Fondé à l’été 1960, dans une auberge de Morin-Heights, dans les Laurentides, le RIN se compose, à l’origine, de figures comme André d’Allemagne, se sentant à l’étroit dans l’Alliance laurentienne, mouvement indépendantiste dirigé par Raymond Barbeau, campé à droite et créé trois ans plus tôt ; de nationalistes réunis autour de Marcel Chaput, de Hull, et provenant de la mouvance des sociétés Saint-Jean Baptiste et de l’Ordre de Jacques-Cartier ; et de quelques individus « non affiliés ». Pierre Bourgault, journaliste et comédien à ses heures, qui accédera à la présidence du parti en 1964 pour en demeurer la figure la plus connue, n’appartient pas au noyau fondateur mais s’alliera aux pionniers dès l’automne 1960.

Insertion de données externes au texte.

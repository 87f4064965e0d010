//! Location and sanity checks of the bundled MongoDB binaries.

use crate::server::{StartError, StartResult};

use std::path::{Path, PathBuf};

use mm_config::{ConfigErrorResult, InstallationConfig};
use tracing::{info, warn};

const BIN_DIR: [&str; 2] = ["mongodb", "bin"];
const SERVER_BINARY: &str = "mongod";
const SHELL_BINARY: &str = "mongosh";

#[cfg(unix)]
const EXECUTABLE_MODE: u32 = 0o755;

/// Bundled MongoDB installation rooted at a resource directory.
#[derive(Debug, Clone)]
pub struct Installation {
    resource_dir: PathBuf,
}

impl Installation {
    pub fn new(resource_dir: impl Into<PathBuf>) -> Self {
        Self {
            resource_dir: resource_dir.into(),
        }
    }

    pub fn from_config(config: &InstallationConfig) -> ConfigErrorResult<Self> {
        Ok(Self::new(config.resource_dir()?))
    }

    pub fn resource_dir(&self) -> &Path {
        &self.resource_dir
    }

    fn bin_dir(&self) -> PathBuf {
        BIN_DIR
            .iter()
            .fold(self.resource_dir.clone(), |dir, part| dir.join(part))
    }

    /// Expected path of the server executable.
    pub fn server_binary(&self) -> PathBuf {
        self.bin_dir().join(SERVER_BINARY)
    }

    /// Expected path of the administrative shell.
    pub fn shell_binary(&self) -> PathBuf {
        self.bin_dir().join(SHELL_BINARY)
    }

    /// The server executable, if it exists as a regular file.
    pub fn resolve_server_binary(&self) -> StartResult<PathBuf> {
        let path = self.server_binary();
        info!("Looking for MongoDB at: {}", path.display());

        if path.is_file() {
            Ok(path)
        } else {
            Err(StartError::binary_not_found(path))
        }
    }

    /// The shutdown client, when it is part of the installation.
    pub fn shell_client(&self) -> Option<PathBuf> {
        let path = self.shell_binary();
        path.is_file().then_some(path)
    }

    /// Verify the executable bit.
    ///
    /// A missing bit is repaired for the next attempt, but the current
    /// attempt still fails.
    #[cfg(unix)]
    pub fn ensure_executable(path: &Path) -> StartResult<()> {
        use std::os::unix::fs::PermissionsExt;

        let mode = std::fs::metadata(path)
            .map(|m| m.permissions().mode())
            .unwrap_or(0);

        if mode & 0o111 != 0 {
            return Ok(());
        }

        warn!("MongoDB binary is not executable: {}", path.display());
        let fixed =
            std::fs::set_permissions(path, std::fs::Permissions::from_mode(EXECUTABLE_MODE));
        match fixed {
            Ok(()) => info!("Set executable permissions on {}", path.display()),
            Err(ref e) => warn!("Failed to set executable permissions: {e}"),
        }

        Err(StartError::not_executable(path.to_path_buf(), fixed.is_ok()))
    }

    #[cfg(not(unix))]
    pub fn ensure_executable(_path: &Path) -> StartResult<()> {
        Ok(())
    }
}
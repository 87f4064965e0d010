mod coordinator;
mod error;
#[cfg(unix)]
mod handshake;
mod lock;

pub use coordinator::{Arbitration, InstanceCoordinator, PrimaryInstance};
pub use error::{InstanceError, Result as InstanceResult};
#[cfg(unix)]
pub use handshake::{ActivationBus, ActivationMessage};
pub use lock::InstanceLock;
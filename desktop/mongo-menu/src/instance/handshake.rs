//! Activation handshake between a launching copy and a running one.
//!
//! Every participant binds a datagram socket in a shared rendezvous
//! directory. A launching copy broadcasts `activate-request`; the running
//! copy brings itself to the foreground and answers with
//! `already-running-reply`. Delivery is best effort.

use crate::instance::{InstanceError, InstanceResult};

use std::io::ErrorKind;
use std::path::{Path, PathBuf};
use std::sync::Arc;
use std::time::Duration;

use serde::{Deserialize, Serialize};
use tokio::net::UnixDatagram;
use tokio::task::JoinHandle;
use tracing::{debug, info, warn};
use uuid::Uuid;

const MAX_MESSAGE_BYTES: usize = 1024;
const SOCKET_EXTENSION: &str = "sock";

#[derive(Debug, Clone, PartialEq, Eq, Serialize, Deserialize)]
#[serde(tag = "kind", rename_all = "kebab-case")]
pub enum ActivationMessage {
    ActivateRequest { sender: String },
    AlreadyRunningReply { sender: String },
}

impl ActivationMessage {
    fn sender(&self) -> &str {
        match self {
            Self::ActivateRequest { sender } | Self::AlreadyRunningReply { sender } => sender,
        }
    }
}

/// This process's endpoint on the activation channel.
pub struct ActivationBus {
    dir: PathBuf,
    socket_path: PathBuf,
    identity: String,
    socket: UnixDatagram,
}

impl ActivationBus {
    /// Bind a fresh endpoint in `dir`. Must be called inside a Tokio runtime.
    pub fn bind(dir: &Path, app_id: &str) -> InstanceResult<Self> {
        std::fs::create_dir_all(dir)
            .map_err(|e| InstanceError::activation(dir.to_path_buf(), e))?;

        let pid = std::process::id();
        let nonce = Uuid::new_v4().simple().to_string();
        let identity = format!("{app_id}:{pid}:{nonce}");

        // Socket paths are length-limited; keep the file name short
        let socket_path = dir.join(format!("{pid}-{}.{SOCKET_EXTENSION}", &nonce[..8]));
        let socket = UnixDatagram::bind(&socket_path)
            .map_err(|e| InstanceError::activation(socket_path.clone(), e))?;

        debug!("Activation endpoint bound at {}", socket_path.display());

        Ok(Self {
            dir: dir.to_path_buf(),
            socket_path,
            identity,
            socket,
        })
    }

    pub fn identity(&self) -> &str {
        &self.identity
    }

    /// Send `message` to every other endpoint in the rendezvous directory.
    ///
    /// Endpoints nobody listens on anymore are removed.
    pub async fn broadcast(&self, message: &ActivationMessage) {
        let payload = match serde_json::to_vec(message) {
            Ok(payload) => payload,
            Err(e) => {
                warn!("Failed to encode activation message: {e}");
                return;
            }
        };

        for peer in self.peers() {
            match self.socket.send_to(&payload, &peer).await {
                Ok(_) => debug!("Sent activation message to {}", peer.display()),
                Err(e) if matches!(e.kind(), ErrorKind::ConnectionRefused | ErrorKind::NotFound) => {
                    debug!("Removing stale activation endpoint {}", peer.display());
                    let _ = std::fs::remove_file(&peer);
                }
                Err(e) => debug!("Failed to reach {}: {e}", peer.display()),
            }
        }
    }

    fn peers(&self) -> Vec<PathBuf> {
        let entries = match std::fs::read_dir(&self.dir) {
            Ok(entries) => entries,
            Err(e) => {
                warn!("Failed to list {}: {e}", self.dir.display());
                return Vec::new();
            }
        };

        entries
            .filter_map(|entry| entry.ok().map(|e| e.path()))
            .filter(|path| path.extension().is_some_and(|ext| ext == SOCKET_EXTENSION))
            .filter(|path| *path != self.socket_path)
            .collect()
    }

    /// Next well-formed message from another participant.
    async fn recv(&self) -> std::io::Result<ActivationMessage> {
        let mut buf = [0u8; MAX_MESSAGE_BYTES];

        loop {
            let len = self.socket.recv(&mut buf).await?;
            match serde_json::from_slice::<ActivationMessage>(&buf[..len]) {
                Ok(message) if message.sender() != self.identity => return Ok(message),
                Ok(_) => {}
                Err(e) => warn!("Ignoring malformed activation message: {e}"),
            }
        }
    }

    /// Announce this launch and wait up to `window` for a running copy to
    /// answer. A timeout means no running copy was found.
    pub async fn check_existing_instance(&self, window: Duration) -> bool {
        self.broadcast(&ActivationMessage::ActivateRequest {
            sender: self.identity.clone(),
        })
        .await;

        let wait_for_reply = async {
            loop {
                match self.recv().await {
                    Ok(ActivationMessage::AlreadyRunningReply { sender }) => {
                        info!("Instance {sender} is already running");
                        return true;
                    }
                    Ok(ActivationMessage::ActivateRequest { .. }) => {}
                    Err(e) => {
                        warn!("Activation channel read failed: {e}");
                        return false;
                    }
                }
            }
        };

        tokio::time::timeout(window, wait_for_reply)
            .await
            .unwrap_or(false)
    }

    /// Answer activation requests for the rest of the process lifetime,
    /// running `on_activate` for each.
    pub fn listen<F>(self: Arc<Self>, on_activate: F) -> JoinHandle<()>
    where
        F: Fn() + Send + Sync + 'static,
    {
        tokio::spawn(async move {
            loop {
                match self.recv().await {
                    Ok(ActivationMessage::ActivateRequest { sender }) => {
                        info!("Activation requested by {sender}");
                        on_activate();
                        self.broadcast(&ActivationMessage::AlreadyRunningReply {
                            sender: self.identity.clone(),
                        })
                        .await;
                    }
                    Ok(ActivationMessage::AlreadyRunningReply { .. }) => {}
                    Err(e) => {
                        warn!("Activation listener stopped: {e}");
                        return;
                    }
                }
            }
        })
    }
}

impl Drop for ActivationBus {
    fn drop(&mut self) {
        let _ = std::fs::remove_file(&self.socket_path);
    }
}
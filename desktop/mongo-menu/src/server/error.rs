use std::panic::Location;
use std::path::PathBuf;

use error_location::ErrorLocation;
use thiserror::Error;

/// Reasons a start attempt can fail.
///
/// Every variant leaves the supervisor in `Stopped`, ready for another
/// attempt.
#[derive(Error, Debug)]
pub enum StartError {
    #[error("MongoDB binary not found at {path} {location}")]
    BinaryNotFound {
        path: PathBuf,
        location: ErrorLocation,
    },

    #[error("MongoDB binary at {path} is not executable (permissions fixed: {permissions_fixed}) {location}")]
    NotExecutable {
        path: PathBuf,
        permissions_fixed: bool,
        location: ErrorLocation,
    },

    #[error("Failed to create directory at {path}: {source} {location}")]
    DirectoryCreationFailed {
        path: PathBuf,
        #[source]
        source: std::io::Error,
        location: ErrorLocation,
    },

    #[error("Port {port} is in use by another application {location}")]
    PortInUse { port: u16, location: ErrorLocation },

    #[error("Failed to spawn MongoDB process: {source} {location}")]
    SpawnFailed {
        #[source]
        source: std::io::Error,
        location: ErrorLocation,
    },
}

impl StartError {
    #[track_caller]
    pub fn binary_not_found(path: PathBuf) -> Self {
        Self::BinaryNotFound {
            path,
            location: ErrorLocation::from(Location::caller()),
        }
    }

    #[track_caller]
    pub fn not_executable(path: PathBuf, permissions_fixed: bool) -> Self {
        Self::NotExecutable {
            path,
            permissions_fixed,
            location: ErrorLocation::from(Location::caller()),
        }
    }

    #[track_caller]
    pub fn directory_creation(path: PathBuf, source: std::io::Error) -> Self {
        Self::DirectoryCreationFailed {
            path,
            source,
            location: ErrorLocation::from(Location::caller()),
        }
    }

    #[track_caller]
    pub fn port_in_use(port: u16) -> Self {
        Self::PortInUse {
            port,
            location: ErrorLocation::from(Location::caller()),
        }
    }

    /// Short title suitable for an alert.
    pub fn title(&self) -> &'static str {
        match self {
            Self::BinaryNotFound { .. } => "MongoDB Binary Not Found",
            Self::NotExecutable { .. } => "MongoDB Binary Not Executable",
            Self::DirectoryCreationFailed { .. } => "MongoDB Directory Error",
            Self::PortInUse { .. } => "MongoDB Already Running",
            Self::SpawnFailed { .. } => "MongoDB Error",
        }
    }

    pub fn recovery_hint(&self) -> &'static str {
        match self {
            Self::BinaryNotFound { .. } => {
                "The application installation appears incomplete. \
                   Please reinstall the application."
            }
            Self::NotExecutable {
                permissions_fixed: true,
                ..
            } => "Executable permissions were restored. Start the server again.",
            Self::NotExecutable { .. } => {
                "The MongoDB binary cannot be made executable. \
                   Check file permissions in the installation directory."
            }
            Self::DirectoryCreationFailed { .. } => {
                "Unable to create the data or log directory. \
                   Check the configured paths, file permissions, or available disk space."
            }
            Self::PortInUse { .. } => {
                "Another MongoDB instance appears to be running. \
                   Please stop it or choose a different port before starting."
            }
            Self::SpawnFailed { .. } => {
                "MongoDB could not be launched. Please check the logs for details."
            }
        }
    }
}

impl From<std::io::Error> for StartError {
    #[track_caller]
    fn from(source: std::io::Error) -> Self {
        Self::SpawnFailed {
            source,
            location: ErrorLocation::from(Location::caller()),
        }
    }
}

pub type Result<T> = std::result::Result<T, StartError>;
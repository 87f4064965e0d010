mod diagnosis;
mod error;
mod installation;
mod lifecycle;
mod output;
mod port;
mod process;
mod server_state;
mod server_status;
mod status_publisher;

pub use diagnosis::{DIAGNOSIS_LINES, Diagnosis, classify_line, diagnose_log, tail_lines};
pub use error::{Result as StartResult, StartError};
pub use installation::Installation;
pub use lifecycle::{ServerManager, StopOutcome};
pub use port::PortManager;
pub use process::{ExitReport, server_args, shutdown_args};
pub use server_state::ServerState;
pub use server_status::ServerStatus;
pub use status_publisher::{Notification, StatusPublisher};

L’étude de Claude Cardinal fait ressortir à quel point l’existence du RIN, de 1960 à 1968, est tout sauf un long fleuve tranquille. Au départ, le Rassemblement se veut un mouvement d’éducation populaire, voué à promouvoir l’idéal indépendantiste et réunissant des membres issus de tous les courants ; ni un parti politique, donc, ni un groupement à l’idéologie socio-économique déterminée. Plusieurs de ses fondateurs ont précisément quitté l’Alliance laurentienne et refusé de se joindre à un petit mouvement indépendantiste de gauche, l’Action socialiste pour l’indépendance du Québec (ASIQ) de Raoul Roy, pour éviter toute association étroite entre leur idéal national et un crédo déterminé. Mais les tenants du RIN-mouvement, comme d’Allemagne, échoueront à réfréner les ardeurs électorales des adeptes du RIN-parti, et les membres conviendront au congrès de mai 1964 de se transformer en parti politique appelé à présenter des candidats aux élections provinciales prévues pour 1966. Une fois cette décision prise, il deviendra difficile pour ceux qui voient le RIN comme un forum d’indépendantistes de tempérer les ardeurs des militants qui souhaitent que le RIN s’inscrive clairement sur l’axe des idées : on ne peut pas mener une campagne électorale avec un seul article au programme, aussi noble et rassembleur soit-il. C’est ainsi que, porté par l’air du temps – l’élan décolonisateur, la sécularisation, la vogue du planisme, de l’État-providence et de la technocratie – le RIN est conduit à élaborer un programme politique de plus en plus détaillé, débordant largement les enjeux de l’indépendance nationale et de l’affirmation identitaire qui l’ont guidé au départ.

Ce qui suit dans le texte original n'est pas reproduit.